Medical legend has it that when scientists were developing the first contraceptive pill, they developed it so that women taking the pill would have the reassurance of a monthly bleed. No matter that the bleed had no other purpose (it doesn’t even tell you you’re not pregnant as if you happen to fall pregnant on the pill, you will still bleed during your pill free week) – these guys thought that most women liked having periods, and morever, they hoped that the Catholic Church would find their new contraceptive more acceptable if women experienced a regular bleed. We don’t need to bleed, of course. If we’re on the pill we can quite happily take it two or three packets at a time, or even indefinitely with breaks for your bleed tailored exactly to you and your physiology. I tell my patients that if we were living a traditional lifestyle (starting intercourse young, having babies and breastfeeding them for a few years) we might have only a couple of dozen periods in our lifetimes – as the breastfeeding and pregnancies happening back to back would suppress ovulation and lead women to have on average ten children over a reproductive lifetime. It’s contraception, in fact, together with reduced rates of breastfeeding, that have given women the “reassurance” of a monthly period for years on end.
Can you tell I find this fascinating? One of the reasons for my temporary break from blogging has been because I have been doing a bit of extra training, so that I can get a postgraduate qualification in Family Planning. Yes, even though I am thirty-cough, I am still studying. It’s never ending. But one of the joys of general practice, is that you can develop a special interest, and mine is family planning and sexual health. I am fiercely in favour of women being able to take control over their sexual and reproductive health, and mine is the perfect profession to advise and counsel. I never fail to be amazed at how few women really appreciate the range of options available to them. The Family Planning Association (who have now wisely rebranded as “FPA”) publish a fantastic leaflet that I use with my patients, to show them just how many forms of contraception we have available to us. So when my patients come in and say, “I want to go on the pill” I can say, “No problem, shall we go through all the options, so we can see whether the pill is the right contraceptive for you?” – then I unfurl this huge leaflet which details all twelve (yes twelve) commonly used contraceptive methods.

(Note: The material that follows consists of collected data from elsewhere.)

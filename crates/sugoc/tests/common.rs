use std::fs;
use std::path::PathBuf;
use tempfile::TempDir;

/// Writes each `(name, source)` pair into a fresh directory
pub fn sources(files: &[(&str, &str)]) -> (TempDir, Vec<PathBuf>) {
    let dir = tempfile::tempdir().expect("could not create directory");
    let paths = files
        .iter()
        .map(|(name, src)| {
            let path = dir.path().join(name);
            fs::write(&path, src).expect("could not write source");
            path
        })
        .collect();
    (dir, paths)
}
impl<H: Handler + ?Sized> Parser<'_, H> {
    /// SourceFile = [ PackageClause ";" ] { ImportDecl ";" } { TopLevelDecl ";" | Statement ";" } .
    pub(super) fn file(&mut self) -> File {
        let pos = self.pos();

        let (pkg_name, pragmas) = if self.got(Token::Package) {
            let pragmas = self.take_pragma();
            let name = self.name();
            self.want(Token::Semi);
            // don't bother continuing if the package clause has errors
            if self.first.is_some() {
                let mut file = File::new(pos, name, vec![], self.pos());
                file.pragmas = pragmas;
                return file;
            }
            (name, pragmas)
        } else {
            debug!("no package clause, assuming package {}", sugo_ast::ENTRY_PACKAGE);
            (
                Arc::new(Name::new(pos.clone(), sugo_ast::ENTRY_PACKAGE)),
                vec![],
            )
        };

        let mut decls: Vec<Decl> = vec![];
        let mut prev = Token::Import;
        while self.tok != Token::Eof {
            if self.tok == Token::Import && prev != Token::Import {
                self.syntax_error("imports must appear before other declarations");
            }
            prev = self.tok;

            let mut statement = false;
            match self.tok {
                Token::Import => {
                    self.next();
                    self.append_group(&mut decls, Self::import_decl);
                }
                Token::Const => {
                    self.next();
                    self.append_group(&mut decls, Self::const_decl);
                }
                Token::Type => {
                    self.next();
                    self.append_group(&mut decls, Self::type_decl);
                }
                Token::Var => {
                    self.next();
                    self.append_group(&mut decls, Self::var_decl);
                }
                Token::Func => {
                    let pos = self.pos();
                    self.next();
                    decls.push(self.func_decl(pos).into());
                }
                Token::Enum => {
                    self.enum_decl(&mut decls);
                }
                Token::Semi => {
                    // empty statement
                    self.next();
                    continue;
                }
                Token::Lbrace if decls.last().is_some_and(is_empty_func_decl) => {
                    // opening { of function declaration on next line
                    self.syntax_error("unexpected semicolon or newline before {");
                    self.advance(&DECL_FOLLOW);
                    continue;
                }
                _ => {
                    if !self.top_level_stmt() {
                        self.syntax_error("non-declaration statement outside function body");
                        self.advance(&DECL_FOLLOW);
                        continue;
                    }
                    statement = true;
                }
            }

            // Reset the pragmas before consuming ';' since the comments that follow may hold
            // pragmas for the next declaration.
            self.clear_pragma();
            if self.tok != Token::Eof && !self.got(Token::Semi) {
                if statement {
                    self.syntax_error("at end of statement");
                    self.advance(&[Token::Semi, Token::Rbrace]);
                    self.got(Token::Semi);
                } else {
                    self.syntax_error("after top level declaration");
                    self.advance(&DECL_FOLLOW);
                }
            }
        }
        self.clear_pragma();

        let mut file = File::new(pos, pkg_name, decls, self.pos());
        file.pragmas = pragmas;
        self.entry_point(&mut file);
        file
    }

    /// Parses a statement outside of any function and keeps it for the entry point. Returns
    /// `false` if there was no statement.
    fn top_level_stmt(&mut self) -> bool {
        let errcnt = self.errcnt;
        self.fnest += 1;
        let stmt = self.stmt_or_nil();
        self.fnest -= 1;
        if self.errcnt != errcnt {
            self.top_level_errors = true;
        }
        match stmt {
            Some(stmt) => {
                trace!("top level statement at {}", stmt.pos());
                self.top_level.push(stmt);
                true
            }
            None => false,
        }
    }

    /// Parses a single declaration or a parenthesized group of them, after the keyword.
    pub(super) fn append_group(
        &mut self,
        list: &mut Vec<Decl>,
        mut f: impl FnMut(&mut Self, Option<Arc<Group>>) -> Decl,
    ) {
        if self.tok == Token::Lparen {
            let group = Arc::new(Group::new(self.pos()));
            self.clear_pragma();
            // must consume "(" after clearing the pragmas
            self.next();
            self.list("grouped declaration", Token::Semi, Token::Rparen, |p| {
                list.push(f(p, Some(group.clone())));
                false
            });
        } else {
            list.push(f(self, None));
        }
    }

    /// ImportSpec = [ "." | PackageName ] ImportPath .
    fn import_decl(&mut self, group: Option<Arc<Group>>) -> Decl {
        let pos = self.pos();
        let pragmas = self.take_pragma();
        let local_pkg_name = match self.tok {
            Token::Name => Some(self.name()),
            Token::Dot => {
                let name = Arc::new(Name::new(self.pos(), "."));
                self.next();
                Some(name)
            }
            _ => None,
        };

        let path = match self.oliteral() {
            Some(mut path) => {
                if !path.bad && path.kind != LitKind::String {
                    self.syntax_error_at(path.pos(), "import path must be a string");
                    path.bad = true;
                }
                path
            }
            None => {
                let mut path = BasicLit::new(self.pos(), "", LitKind::String);
                path.bad = true;
                self.syntax_error("missing import path");
                self.advance(&[Token::Semi, Token::Rparen]);
                path
            }
        };

        let mut decl = ImportDecl::new(pos, group, local_pkg_name, path);
        decl.pragmas = pragmas;
        decl.into()
    }

    /// ConstSpec = IdentifierList [ [ Type ] "=" ExpressionList ] .
    pub(super) fn const_decl(&mut self, group: Option<Arc<Group>>) -> Decl {
        let pos = self.pos();
        let pragmas = self.take_pragma();
        let first = self.name();
        let names = self.name_list(first);
        let mut ty = None;
        let mut values = None;
        if !matches!(self.tok, Token::Eof | Token::Semi | Token::Rparen) {
            ty = self.type_or_nil();
            if self.got_assign() {
                values = Some(self.expr_list());
            }
        }
        let mut decl = ConstDecl::new(pos, group, names, ty, values);
        decl.pragmas = pragmas;
        decl.into()
    }

    /// TypeSpec = identifier [ TypeParams ] [ "=" ] Type .
    pub(super) fn type_decl(&mut self, group: Option<Arc<Group>>) -> Decl {
        let pos = self.pos();
        let pragmas = self.take_pragma();
        let name = self.name();
        let mut tparams = vec![];
        let mut alias = false;

        let ty = if self.tok == Token::Lbrack {
            // array/slice type or type parameter list
            let lbrack = self.pos();
            self.next();
            match self.tok {
                Token::Name => {
                    // An index or slice expression is never a valid array length, so a name
                    // followed by "[" must start a type parameter with a slice or array
                    // constraint. Otherwise parse a full expression and analyze it.
                    let mut x: Expr = self.name().into();
                    if self.tok != Token::Lbrack {
                        self.xnest += 1;
                        let operand = self.pexpr(Some(x), false);
                        x = self.binary_expr(Some(operand), Default::default());
                        self.xnest -= 1;
                    }
                    // A single name followed by "]" is an array length, a possible type
                    // parameter type followed by a comma makes this a type parameter list.
                    match extract_name(x, self.tok == Token::Comma) {
                        Ok((pname, ptype)) if ptype.is_some() || self.tok != Token::Rbrack => {
                            tparams = self.param_list(Some(pname), ptype, Token::Rbrack, true);
                            alias = self.got_assign();
                            self.type_or_nil()
                        }
                        Ok((pname, _)) => Some(self.array_type(lbrack, Some(pname.into()))),
                        Err(x) => Some(self.array_type(lbrack, Some(x))),
                    }
                }
                Token::Rbrack => {
                    self.next();
                    Some(self.slice_type(lbrack))
                }
                _ => Some(self.array_type(lbrack, None)),
            }
        } else {
            alias = self.got_assign();
            self.type_or_nil()
        };

        let ty = ty.unwrap_or_else(|| {
            let bad = self.bad_expr();
            self.syntax_error("in type declaration");
            self.advance(&[Token::Semi, Token::Rparen]);
            bad
        });

        let mut decl = TypeDecl::new(pos, group, name, tparams, alias, ty);
        decl.pragmas = pragmas;
        decl.into()
    }

    /// VarSpec = IdentifierList ( Type [ "=" ExpressionList ] | "=" ExpressionList ) .
    pub(super) fn var_decl(&mut self, group: Option<Arc<Group>>) -> Decl {
        let pos = self.pos();
        let pragmas = self.take_pragma();
        let first = self.name();
        let names = self.name_list(first);
        let mut ty = None;
        let mut values = None;
        if self.got_assign() {
            values = Some(self.expr_list());
        } else {
            ty = Some(self.type_());
            if self.got_assign() {
                values = Some(self.expr_list());
            }
        }
        let mut decl = VarDecl::new(pos, group, names, ty, values);
        decl.pragmas = pragmas;
        decl.into()
    }

    /// FunctionDecl = "func" FunctionName [ TypeParams ] ( Function | Signature ) .
    /// MethodDecl   = "func" Receiver MethodName ( Function | Signature ) .
    ///
    /// `pos` is the position of the `func` keyword, which has been consumed.
    fn func_decl(&mut self, pos: Pos) -> FuncDecl {
        let pragmas = self.take_pragma();

        let mut context = "";
        let mut recv = None;
        if self.got(Token::Lparen) {
            context = "method";
            let mut receivers = self.param_list(None, None, Token::Rparen, false);
            match receivers.len() {
                0 => self.error("method has no receiver"),
                1 => {}
                _ => self.error("method has multiple receivers"),
            }
            if !receivers.is_empty() {
                recv = Some(receivers.swap_remove(0));
            }
        }

        let (name, tparams, ty) = if self.tok == Token::Name {
            let name = self.name();
            let (tparams, ty) = self.func_type(context);
            (name, tparams, ty)
        } else {
            let name = Arc::new(Name::blank(self.pos()));
            let ty = FuncType::new(self.pos(), vec![], vec![]);
            self.syntax_error(if context.is_empty() {
                "expected name or ("
            } else {
                "expected name"
            });
            self.advance(&[Token::Lbrace, Token::Semi]);
            (name, vec![], ty)
        };

        let body = (self.tok == Token::Lbrace).then(|| self.func_body());
        let mut decl = FuncDecl::new(pos, recv, name, tparams, ty, body);
        decl.pragmas = pragmas;
        decl
    }
}
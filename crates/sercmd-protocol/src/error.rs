//! Protocol error types.

use thiserror::Error;

/// Errors raised when constructing a decoder from an invalid configuration.
///
/// Decode failures on the byte stream itself are never errors: they are
/// reported as [`DecodeStatus`](crate::DecodeStatus) values so a noisy link
/// cannot tear down the engine.
#[derive(Error, Debug, Clone, PartialEq, Eq)]
pub enum ProtocolError {
    /// A header was configured with an empty data id string.
    #[error("header data id must not be empty")]
    EmptyDataId,

    /// The start and end characters are the same byte, which makes frame
    /// boundaries ambiguous.
    #[error("start and end characters must differ (both 0x{0:02X})")]
    StartEndConflict(u8),

    /// The header data id or separator reuses the start or end character,
    /// which puts a frame boundary inside the header.
    #[error("header collides with a framing character (0x{0:02X})")]
    HeaderFramingConflict(u8),

    /// The buffer flush limit cannot hold even a minimal frame.
    #[error("buffer flush limit too small: minimum {min} bytes, got {actual}")]
    FlushLimitTooSmall {
        /// Smallest accepted limit.
        min: usize,
        /// Configured limit.
        actual: usize,
    },
}

/// Result type alias for protocol setup operations.
pub type ProtocolResult<T> = Result<T, ProtocolError>;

To recap: the pill, the progesterone only pill, the contraceptive patch, the contraceptive ring, the coil, the Mirena coil, the injection, the implant, male and female condoms, a cap or diaphragm, male and female sterilisation, natural family planning methods. All bona fide, and all have their place. Impressive, isn’t it? And my patients, without fail, are suprised just how many options they have. (Sadly, the Catholic church only approves of one of them.) It takes more than ten minutes to discuss the real pros and cons of each of these methods with my patients, of course, but I do my best. One of the most satisfying aspects of these contraceptive consultations is knowing that if I do my job correctly, the implications could be huge. I could and should be preventing unwanted pregnancies. I could and should be helping a women or a couple plan when and how often they become pregnant; I could and should be helping my patient take advantage of medical technology to control her cycles, prevent PMS, minimise the physical and psychological impact of endometriosis or heavy painful periods. And the bigger picture: I could and should be having an impact on the environment by helping prevent overpopulation; I could and should be helping women have unnecessary abortions.
Marie Stopes tells us that one in five pregnancies in the UK will end in abortion. Their fascinating leaflet on why UK women find themselves with an unwanted pregnancy is well worth a read. Whilst I remain a strong supporter of easy access to abortion for my patients, I, like most people, wish there were fewer of them. If I can, in my small way, give my patients a proper choice of contraception – education, support, and practical help – all this extra work will be well worth it.